Nature - Science Updates

25th September 2003

There are lots more small fish in the sea - thanks to fishing!


Fish in the North Sea have got smaller and overfishing
is probably to blame, researchers will announce at the
North Atlantic's most important fisheries meeting this week.


"Fish smaller than about 30 centimetres have actually
increased in abundance," says ecologist Niels Daan of the
Netherlands Institute for Fisheries Research in Ijmuiden.
He will present his findings this weekend at the annual
science conference of the International Council for the
Exploration of the Sea in Tallin, Estonia.

The North Sea contains over 200 species of fish.
© GettyImages


The netting of the biggest fish — many of which, such as cod and hake, eat their own species — is probably allowing more small fish to survive, says Daan. Fish species that never grow larger than 30 cm are also increasingly abundant. "Fishing has affected the community to the degree that the entire species composition is changing," adds Daan.

Daan and colleagues scrutinized the catch of dozens of species in trawl data going back 30 years from the North Sea. Surrounded by Britain, Iceland and Scandinavia, the North Sea contains more than 200 species of fish and is one of the world's most productive fisheries. Most surveys of the area look at just seven or so commercially important species, so have missed the trend.

The finding is the first clear demonstration of fishing's knock-on effects, says Jake Rice of Canada's Department of Fisheries and Oceans in Ottawa — that it alters the size and type of remaining fish, not just their number. "It was only speculation until this point," says Rice.

But it will be difficult to know what Daan's findings mean for stocks until there is more investigation of fishing's effects on ecosystems, rather than on just the availability of commercially important fish. "It's a pretty unambiguous demonstration, we're just not quite sure what it means yet," says Rice.

Climate change may be a complicating factor, for example.
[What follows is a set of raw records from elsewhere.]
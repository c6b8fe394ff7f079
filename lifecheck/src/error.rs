use std::{fmt::Display, sync::Arc, time::Duration};

use crate::{
    ActorId, CallbackKind, Transition,
    verifier::{OrderViolation, SequenceMismatch},
};

/// The single error type for all lifecheck operations.
///
/// Every fallible API returns `lifecheck::Result<T>`. The `assert_*`
/// helpers panic with this error's `Display`, so each variant renders a
/// message complete enough to diagnose a failure without re-running.
#[derive(Debug, Clone, thiserror::Error)]
pub enum Error {
    #[error(
        "Expected lifecycle states not reached within {timeout:?}, still pending: {}",
        pending_with_last(.pending, .observed)
    )]
    WaitTimeout {
        timeout: Duration,
        pending: Vec<Transition>,
        /// Last recorded callback of each pending actor that has any.
        observed: Vec<Transition>,
    },

    #[error(
        "Actor '{actor}' did not perform the expected transitions within {timeout:?}\n  expected: {}\n  observed: {}",
        list(.expected),
        list(.observed)
    )]
    TransitionsTimeout {
        actor: ActorId,
        timeout: Duration,
        expected: Vec<CallbackKind>,
        observed: Vec<CallbackKind>,
    },

    #[error("{0}")]
    SequenceMismatch(Box<SequenceMismatch>),

    #[error("{0}")]
    OrderViolation(Box<OrderViolation>),

    #[error(
        "Actor '{actor}' during {scenario}: observed sequence matches none of the candidates\n  candidates: {}\n  observed: {}",
        alternatives(.candidates),
        list(.observed)
    )]
    NoMatchingSequence {
        actor: ActorId,
        scenario: String,
        candidates: Vec<Vec<CallbackKind>>,
        observed: Vec<CallbackKind>,
    },

    #[error("Start state not supported for relaunch: {0}")]
    UnsupportedStartState(CallbackKind),

    #[error("Callback source closed")]
    SourceClosed,

    #[error("IO error: {0}")]
    IoError(#[source] Arc<std::io::Error>),
}

impl PartialEq for Error {
    fn eq(&self, other: &Self) -> bool {
        match (self, other) {
            (
                Self::WaitTimeout {
                    timeout: t1,
                    pending: p1,
                    observed: o1,
                },
                Self::WaitTimeout {
                    timeout: t2,
                    pending: p2,
                    observed: o2,
                },
            ) => t1 == t2 && p1 == p2 && o1 == o2,
            (
                Self::TransitionsTimeout {
                    actor: a1,
                    timeout: t1,
                    expected: e1,
                    observed: o1,
                },
                Self::TransitionsTimeout {
                    actor: a2,
                    timeout: t2,
                    expected: e2,
                    observed: o2,
                },
            ) => a1 == a2 && t1 == t2 && e1 == e2 && o1 == o2,
            (Self::SequenceMismatch(a), Self::SequenceMismatch(b)) => a == b,
            (Self::OrderViolation(a), Self::OrderViolation(b)) => a == b,
            (
                Self::NoMatchingSequence {
                    actor: a1,
                    scenario: s1,
                    candidates: c1,
                    observed: o1,
                },
                Self::NoMatchingSequence {
                    actor: a2,
                    scenario: s2,
                    candidates: c2,
                    observed: o2,
                },
            ) => a1 == a2 && s1 == s2 && c1 == c2 && o1 == o2,
            (Self::UnsupportedStartState(a), Self::UnsupportedStartState(b)) => a == b,
            (Self::SourceClosed, Self::SourceClosed) => true,
            (Self::IoError(a), Self::IoError(b)) => Arc::ptr_eq(a, b),
            _ => false,
        }
    }
}

impl Eq for Error {}

impl From<std::io::Error> for Error {
    fn from(e: std::io::Error) -> Self {
        Error::IoError(Arc::new(e))
    }
}

impl From<SequenceMismatch> for Error {
    fn from(m: SequenceMismatch) -> Self {
        Error::SequenceMismatch(Box::new(m))
    }
}

impl From<OrderViolation> for Error {
    fn from(v: OrderViolation) -> Self {
        Error::OrderViolation(Box::new(v))
    }
}

/// Renders `[a, b, c]` using each item's `Display`.
pub(crate) fn list<T: Display>(items: &[T]) -> String {
    let parts: Vec<String> = items.iter().map(ToString::to_string).collect();
    format!("[{}]", parts.join(", "))
}

/// Renders `[A: destroyed (last: paused), B: stopped (last: none)]`.
fn pending_with_last(pending: &[Transition], observed: &[Transition]) -> String {
    let parts: Vec<String> = pending
        .iter()
        .map(|wanted| {
            match observed.iter().find(|t| t.actor() == wanted.actor()) {
                Some(last) => format!("{wanted} (last: {})", last.kind()),
                None => format!("{wanted} (last: none)"),
            }
        })
        .collect();
    format!("[{}]", parts.join(", "))
}

fn alternatives(all: &[Vec<CallbackKind>]) -> String {
    let parts: Vec<String> = all.iter().map(|c| list(c)).collect();
    parts.join(" | ")
}

#[cfg(test)]
mod tests {
    use super::*;
    use crate::{CallbackKind::*, transition};

    #[test]
    fn wait_timeout_lists_every_pending_pair() {
        let err = Error::WaitTimeout {
            timeout: Duration::from_millis(100),
            pending: vec![transition("A", Destroyed), transition("B", Stopped)],
            observed: vec![transition("A", Paused)],
        };
        let msg = err.to_string();
        assert!(msg.contains("A: destroyed (last: paused)"), "{msg}");
        assert!(msg.contains("B: stopped (last: none)"), "{msg}");
        assert!(msg.contains("100ms"), "{msg}");
    }

    #[test]
    fn transitions_timeout_shows_both_lists() {
        let err = Error::TransitionsTimeout {
            actor: ActorId::new("A"),
            timeout: Duration::from_secs(1),
            expected: vec![Paused, Stopped],
            observed: vec![Paused],
        };
        let msg = err.to_string();
        assert!(msg.contains("expected: [paused, stopped]"), "{msg}");
        assert!(msg.contains("observed: [paused]"), "{msg}");
    }

    #[test]
    fn io_errors_compare_by_identity() {
        let a = Error::from(std::io::Error::other("disk"));
        let b = a.clone();
        let c = Error::from(std::io::Error::other("disk"));
        assert_eq!(a, b);
        assert_ne!(a, c);
    }

    #[test]
    fn unit_variants_compare_equal() {
        assert_eq!(Error::SourceClosed, Error::SourceClosed);
        assert_ne!(
            Error::SourceClosed,
            Error::UnsupportedStartState(Created)
        );
    }
}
Southern species are suspected to be increasingly present in the gradually warming North Sea. Such migration could eventually influence fish communities as much as fishing.

“We're not quite sure what it means” - Jake Rice Department of Fisheries and Oceans, Canada

Understanding the ecological effects of fishing is crucial if governments are to manage remaining fish stocks effectively. "If a fish community has changed in a particular direction it might be very difficult to recover its position," says Daan.

Such upheavals could explain why it's so hard to undo the damage caused by overfishing. Researchers at the meeting will also see new data on how cod fisheries in Canada are yet to recover despite a decade-long ban on fishing.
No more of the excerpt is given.